- [YOUR OBJECTIVE]: Beginning with the line containing "#[cfg(test)]" and ending with the last line, repeat the records exactly.

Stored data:
────────
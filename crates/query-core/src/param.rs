//! Parameter signatures and argument binding (spec §6).
//!
//! Every registered operation kind declares a `Signature` describing its
//! named parameters and their types. `Arguments` wraps the raw JSON object
//! from the wire-format `spec` field and validates required parameters,
//! unknown-parameter rejection, and type checks — the Rust analogue of
//! the source engine's `query.Arguments` binder.

use std::collections::{BTreeMap, HashSet};

use serde_json::Value;

use crate::error::{QueryError, Result};

#[derive(Debug, Clone, Copy, PartialEq, Eq)]
pub enum ParamType {
    Bool,
    Int,
    UInt,
    Float,
    String,
    Duration,
    Time,
    Function,
    Object,
    Array,
}

/// `name -> expected type` for one operation kind.
#[derive(Debug, Clone, Default)]
pub struct Signature {
    pub params: BTreeMap<String, ParamType>,
    pub required: HashSet<String>,
}

impl Signature {
    pub fn new() -> Self {
        Self::default()
    }

    pub fn param(mut self, name: &str, typ: ParamType) -> Self {
        self.params.insert(name.to_string(), typ);
        self
    }

    pub fn required_param(mut self, name: &str, typ: ParamType) -> Self {
        self.params.insert(name.to_string(), typ);
        self.required.insert(name.to_string());
        self
    }
}

/// Validates and extracts typed values from a `spec` JSON object against
/// a `Signature`.
pub struct Arguments<'a> {
    value: &'a Value,
    sig: &'a Signature,
}

impl<'a> Arguments<'a> {
    pub fn bind(value: &'a Value, sig: &'a Signature) -> Result<Self> {
        let obj = value
            .as_object()
            .ok_or_else(|| QueryError::validation("spec must be a JSON object"))?;
        for key in obj.keys() {
            if !sig.params.contains_key(key) {
                return Err(QueryError::validation(format!("unknown parameter {key:?}")));
            }
        }
        for req in &sig.required {
            if !obj.contains_key(req) {
                return Err(QueryError::validation(format!(
                    "missing required parameter {req:?}"
                )));
            }
        }
        Ok(Self { value, sig })
    }

    fn field(&self, name: &str) -> Option<&Value> {
        self.value.get(name)
    }

    pub fn get_string(&self, name: &str) -> Result<Option<String>> {
        self.typed(name, ParamType::String)?;
        Ok(self.field(name).and_then(|v| v.as_str()).map(str::to_string))
    }

    pub fn get_bool(&self, name: &str) -> Result<Option<bool>> {
        self.typed(name, ParamType::Bool)?;
        Ok(self.field(name).and_then(Value::as_bool))
    }

    pub fn get_int(&self, name: &str) -> Result<Option<i64>> {
        self.typed(name, ParamType::Int)?;
        Ok(self.field(name).and_then(Value::as_i64))
    }

    pub fn get_float(&self, name: &str) -> Result<Option<f64>> {
        self.typed(name, ParamType::Float)?;
        Ok(self.field(name).and_then(Value::as_f64))
    }

    pub fn get_required_int(&self, name: &str) -> Result<i64> {
        self.get_int(name)?
            .ok_or_else(|| QueryError::validation(format!("missing required parameter {name:?}")))
    }

    fn typed(&self, name: &str, expected: ParamType) -> Result<()> {
        match self.sig.params.get(name) {
            Some(t) if *t == expected => Ok(()),
            Some(_) => Err(QueryError::validation(format!(
                "parameter {name:?} has wrong type in signature"
            ))),
            None => Ok(()),
        }
    }
}

#[cfg(test)]
mod tests {
    use super::*;
    use serde_json::json;

    #[test]
    fn rejects_unknown_parameter() {
        let sig = Signature::new().param("n", ParamType::Int);
        let v = json!({"n": 1, "bogus": true});
        assert!(Arguments::bind(&v, &sig).is_err());
    }

    #[test]
    fn rejects_missing_required() {
        let sig = Signature::new().required_param("n", ParamType::Int);
        let v = json!({});
        assert!(Arguments::bind(&v, &sig).is_err());
    }

    #[test]
    fn extracts_values() {
        let sig = Signature::new().required_param("n", ParamType::Int);
        let v = json!({"n": 3});
        let args = Arguments::bind(&v, &sig).unwrap();
        assert_eq!(args.get_required_int("n").unwrap(), 3);
    }
}
//! # query-core
//!
//! Core types shared by the planner and the execution runtime: the
//! columnar `Block`/`BlockBuilder` model, the shared `Allocator`, time
//! primitives (`Time`, `Duration`, `Bounds`), the error taxonomy, operation
//! parameter signatures, and the compiled row-predicate abstraction.
//!
//! This crate deliberately has no notion of a logical or physical plan —
//! those live in `query-plan`, which depends on this crate — and no
//! notion of a running `Transformation` — that lives in `query-exec`.
//! Splitting the "function registry" described in the spec across crate
//! boundaries this way is necessary in Rust (no circular crate
//! dependencies); each half keeps the same write-once/freeze-then-read
//! discipline described there.

pub mod alloc;
pub mod block;
pub mod error;
pub mod param;
pub mod predicate;
pub mod time;
pub mod trigger;

pub use alloc::Allocator;
pub use block::{Block, BlockBuilder, BlockKey, ColKind, ColMeta, Column, ColumnType, RowReader, Tags};
pub use error::{QueryError, Result};
pub use param::{Arguments, ParamType, Signature};
pub use predicate::RowPredicateFn;
pub use time::{Bounds, Duration, QueryTime, Time, MIN_TIME};
pub use trigger::TriggerSpec;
────────
- [THE COMPLETED TASK]:
#[cfg(test)]
mod tests {
    use super::*;
    use serde_json::json;

    #[test]
    fn rejects_unknown_parameter() {
        let sig = Signature::new().param("n", ParamType::Int);
        let v = json!({"n": 1, "bogus": true});
        assert!(Arguments::bind(&v, &sig).is_err());
    }

    #[test]
    fn rejects_missing_required() {
        let sig = Signature::new().required_param("n", ParamType::Int);
        let v = json!({});
        assert!(Arguments::bind(&v, &sig).is_err());
    }

    #[test]
    fn extracts_values() {
        let sig = Signature::new().required_param("n", ParamType::Int);
        let v = json!({"n": 3});
        let args = Arguments::bind(&v, &sig).unwrap();
        assert_eq!(args.get_required_int("n").unwrap(), 3);
    }
}
//! # query-core
//!
//! Core types shared by the planner and the execution runtime: the
//! columnar `Block`/`BlockBuilder` model, the shared `Allocator`, time
//! primitives (`Time`, `Duration`, `Bounds`), the error taxonomy, operation
//! parameter signatures, and the compiled row-predicate abstraction.
//!
//! This crate deliberately has no notion of a logical or physical plan —
//! those live in `query-plan`, which depends on this crate — and no
//! notion of a running `Transformation` — that lives in `query-exec`.
//! Splitting the "function registry" described in the spec across crate
//! boundaries this way is necessary in Rust (no circular crate
//! dependencies); each half keeps the same write-once/freeze-then-read
//! discipline described there.

pub mod alloc;
pub mod block;
pub mod error;
pub mod param;
pub mod predicate;
pub mod time;
pub mod trigger;

pub use alloc::Allocator;
pub use block::{Block, BlockBuilder, BlockKey, ColKind, ColMeta, Column, ColumnType, RowReader, Tags};
pub use error::{QueryError, Result};
pub use param::{Arguments, ParamType, Signature};
pub use predicate::RowPredicateFn;
pub use time::{Bounds, Duration, QueryTime, Time, MIN_TIME};
pub use trigger::TriggerSpec;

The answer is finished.